Launched back on June 1, 2015, this housing scheme aims at providing pucca and affordable abodes to rural as well as urban poor. To facilitate the development of the housing sector, this scheme has adopted a variety of steps to incentivise developers
This striving project comprises manifold resolutions and tactics to profit all of the involved stakeholders. Let’s dive further and understand more about this ambitious scheme.
What Is the Scheme All About?
Commenced by the Central government, PMAY is an initiative that focuses on offering affordable houses. Initially, it was for Economically Weaker Sections (EWS) and Lower Income Groups (LIG) of the society. However, the scheme has extended for the benefits of Middle Income Group (MIG) as well.
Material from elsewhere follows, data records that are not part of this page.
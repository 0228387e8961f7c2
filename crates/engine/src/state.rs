//! History reduction: folding event pages into an execution snapshot.
//!
//! The engine holds no state across decision tasks. Each task rebuilds an
//! [`ExecutionState`] from the complete history supplied by the coordinator,
//! so the snapshot here is derived data, never persisted. Reduction is a pure
//! state transformation: it performs no I/O and never fetches pages itself.

use indexmap::IndexMap;
use serde_json::Value as JsonValue;
use thiserror::Error;
use tracing::debug;

use galley_types::{EventAttributes, HistoryEvent, HistoryPage, TimeoutKind, WorkflowDefinition};

/// Structural violations of the history contract.
///
/// These are fatal to the decision task and must be surfaced to an operator;
/// the same delivery will fail the same way, so the engine never retries.
#[derive(Debug, Error)]
pub enum HistoryError {
    /// Sequence numbers went backwards or repeated.
    #[error("malformed history: event {event_id} does not follow event {last_event_id}")]
    NonMonotonicSequence { last_event_id: u64, event_id: u64 },
    /// An event referenced an activity the definition does not declare.
    #[error("malformed history: event {event_id} references unknown activity '{activity_id}'")]
    UnknownActivity { activity_id: String, event_id: u64 },
}

/// Where one activity currently stands, as far as history shows.
#[derive(Debug, Clone, PartialEq)]
pub enum ActivityOutcome {
    /// No schedule event observed yet.
    NotScheduled,
    /// Scheduled and awaiting a terminal event.
    Scheduled,
    /// Completed successfully with a result payload.
    Succeeded(JsonValue),
    /// Reported a permanent failure.
    Failed {
        reason: String,
        details: Option<String>,
    },
    /// One of the coordinator-enforced timeouts expired.
    TimedOut(TimeoutKind),
}

impl ActivityOutcome {
    /// True for a terminal success.
    pub fn is_succeeded(&self) -> bool {
        matches!(self, ActivityOutcome::Succeeded(_))
    }

    /// True while the activity is scheduled but not yet terminal.
    pub fn is_in_flight(&self) -> bool {
        matches!(self, ActivityOutcome::Scheduled)
    }
}

/// Snapshot of one execution derived from its history.
#[derive(Debug, Clone)]
pub struct ExecutionState {
    /// Outcome per activity identifier, in definition order.
    outcomes: IndexMap<String, ActivityOutcome>,
    /// Input the execution was started with.
    run_input: JsonValue,
    /// Result payload of the most recent activity completion.
    carried: Option<JsonValue>,
    cancel_requested: bool,
    last_event_id: u64,
}

impl ExecutionState {
    /// Initial state for a definition: every activity not yet scheduled.
    pub fn new(definition: &WorkflowDefinition) -> Self {
        let outcomes = definition
            .activities()
            .map(|spec| (spec.activity_id.clone(), ActivityOutcome::NotScheduled))
            .collect();

        Self {
            outcomes,
            run_input: definition.input.clone(),
            carried: None,
            cancel_requested: false,
            last_event_id: 0,
        }
    }

    /// Folds every supplied page into a fresh state.
    ///
    /// Pages must cover the complete history for the task, oldest first;
    /// fetching missing pages is the caller's job. Any split of the same
    /// event sequence into pages produces the same state.
    pub fn reduce(definition: &WorkflowDefinition, pages: &[HistoryPage]) -> Result<Self, HistoryError> {
        let mut state = Self::new(definition);
        for page in pages {
            state.apply_page(page)?;
        }
        Ok(state)
    }

    /// Applies one page of events in order.
    ///
    /// Returns the page's continuation token when the history is truncated;
    /// the caller must fetch and apply the next page before planning.
    pub fn apply_page<'a>(&mut self, page: &'a HistoryPage) -> Result<Option<&'a str>, HistoryError> {
        for event in &page.events {
            self.apply_event(event)?;
        }
        Ok(page.next_page_token.as_deref())
    }

    fn apply_event(&mut self, event: &HistoryEvent) -> Result<(), HistoryError> {
        if event.event_id <= self.last_event_id {
            return Err(HistoryError::NonMonotonicSequence {
                last_event_id: self.last_event_id,
                event_id: event.event_id,
            });
        }
        self.last_event_id = event.event_id;

        match &event.attributes {
            EventAttributes::ExecutionStarted { input } => {
                self.run_input = input.clone();
            }
            EventAttributes::ActivityScheduled { activity_id } => {
                let outcome = self.outcome_mut(activity_id, event.event_id)?;
                // A schedule event never downgrades a terminal outcome.
                if matches!(outcome, ActivityOutcome::NotScheduled) {
                    *outcome = ActivityOutcome::Scheduled;
                }
            }
            EventAttributes::ActivityCompleted { activity_id, result } => {
                *self.outcome_mut(activity_id, event.event_id)? = ActivityOutcome::Succeeded(result.clone());
                self.carried = Some(result.clone());
            }
            EventAttributes::ActivityFailed {
                activity_id,
                reason,
                details,
            } => {
                *self.outcome_mut(activity_id, event.event_id)? = ActivityOutcome::Failed {
                    reason: reason.clone(),
                    details: details.clone(),
                };
            }
            EventAttributes::ActivityTimedOut {
                activity_id,
                timeout_kind,
            } => {
                *self.outcome_mut(activity_id, event.event_id)? = ActivityOutcome::TimedOut(*timeout_kind);
            }
            EventAttributes::ExecutionCancelRequested => {
                self.cancel_requested = true;
            }
            EventAttributes::Unrecognized => {
                debug!(event_id = event.event_id, "ignoring unrecognized history event");
            }
        }

        Ok(())
    }

    fn outcome_mut(&mut self, activity_id: &str, event_id: u64) -> Result<&mut ActivityOutcome, HistoryError> {
        self.outcomes
            .get_mut(activity_id)
            .ok_or_else(|| HistoryError::UnknownActivity {
                activity_id: activity_id.to_string(),
                event_id,
            })
    }

    /// Outcome of one activity; `NotScheduled` until history says otherwise.
    pub fn outcome(&self, activity_id: &str) -> &ActivityOutcome {
        static NOT_SCHEDULED: ActivityOutcome = ActivityOutcome::NotScheduled;
        self.outcomes.get(activity_id).unwrap_or(&NOT_SCHEDULED)
    }

    /// All outcomes keyed by activity identifier, in definition order.
    pub fn outcomes(&self) -> impl Iterator<Item = (&str, &ActivityOutcome)> {
        self.outcomes.iter().map(|(id, outcome)| (id.as_str(), outcome))
    }

    /// Input the execution was started with.
    pub fn run_input(&self) -> &JsonValue {
        &self.run_input
    }

    /// Payload carried forward from the most recent completion, falling back
    /// to the run input while nothing has completed yet.
    pub fn carried_payload(&self) -> &JsonValue {
        self.carried.as_ref().unwrap_or(&self.run_input)
    }

    /// True once history contains a cancel request for the execution.
    pub fn cancel_requested(&self) -> bool {
        self.cancel_requested
    }

    /// Sequence number of the latest event folded in.
    pub fn last_event_id(&self) -> u64 {
        self.last_event_id
    }
}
The houses, constructed in Tier II and Tier III cities aren’t restricted to 30 sq. m but also encompass 2BHK units as well. To ensure quick completion, this humongous project is divided into two different parts, such as:
- PMAY-Gramin: It’s a scheme that is concentrated in rural areas.
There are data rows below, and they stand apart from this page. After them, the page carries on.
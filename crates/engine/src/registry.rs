//! Workflow registry: type name to definition template, checked at startup.
//!
//! Lookups by workflow type name happen on every execution start and every
//! decision task, so the registry validates its templates once, when they are
//! registered, instead of discovering mistakes per call.

use anyhow::{Result, bail};
use indexmap::IndexMap;
use serde_json::Value as JsonValue;

use galley_types::WorkflowDefinition;

use crate::builder::{DefinitionTemplate, builtin_templates};

/// Startup-validated map from workflow type name to its template.
#[derive(Debug, Clone, Default)]
pub struct WorkflowRegistry {
    templates: IndexMap<String, DefinitionTemplate>,
}

impl WorkflowRegistry {
    /// An empty registry.
    pub fn new() -> Self {
        Self::default()
    }

    /// A registry holding the engine's built-in templates.
    pub fn with_builtins() -> Result<Self> {
        Self::from_templates(builtin_templates()?)
    }

    /// Builds a registry from templates, validating each.
    pub fn from_templates(templates: impl IntoIterator<Item = DefinitionTemplate>) -> Result<Self> {
        let mut registry = Self::new();
        for template in templates {
            registry.register(template)?;
        }
        Ok(registry)
    }

    /// Registers one template, rejecting invalid templates and duplicate
    /// workflow type names.
    pub fn register(&mut self, template: DefinitionTemplate) -> Result<()> {
        template.validate()?;
        if self.templates.contains_key(&template.name) {
            bail!("workflow type '{}' is already registered", template.name);
        }
        self.templates.insert(template.name.clone(), template);
        Ok(())
    }

    /// The template for a workflow type name, if registered.
    pub fn template(&self, name: &str) -> Option<&DefinitionTemplate> {
        self.templates.get(name)
    }

    /// Builds the definition for one execution of a registered workflow.
    pub fn definition_for(&self, name: &str, run_input: JsonValue) -> Result<WorkflowDefinition> {
        let Some(template) = self.templates.get(name) else {
            bail!("unknown workflow type '{name}'");
        };
        Ok(template.build(run_input))
    }

    /// Registered workflow type names, in registration order.
    pub fn names(&self) -> impl Iterator<Item = &str> {
        self.templates.keys().map(String::as_str)
    }

    /// Number of registered templates.
    pub fn len(&self) -> usize {
        self.templates.len()
    }

    /// True when nothing is registered.
    pub fn is_empty(&self) -> bool {
        self.templates.is_empty()
    }
}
- Under PMAY-Urban: A plan that has taken congested slums under the wings
The Eligibility Criteria:
To avail the advantages of the scheme, you must fulfil the eligibility criteria as follow:
- A family will comprise of spouses and unmarried kids
- You shouldn’t own a pucca or constructed house in the country
- If you belong to the EWS or LIG category, a woman must be the house owner to get the subsidy
- You shouldn’t be a beneficiary of any other housing scheme by the government
- For the calculation of income, the cumulative income of the family is considered.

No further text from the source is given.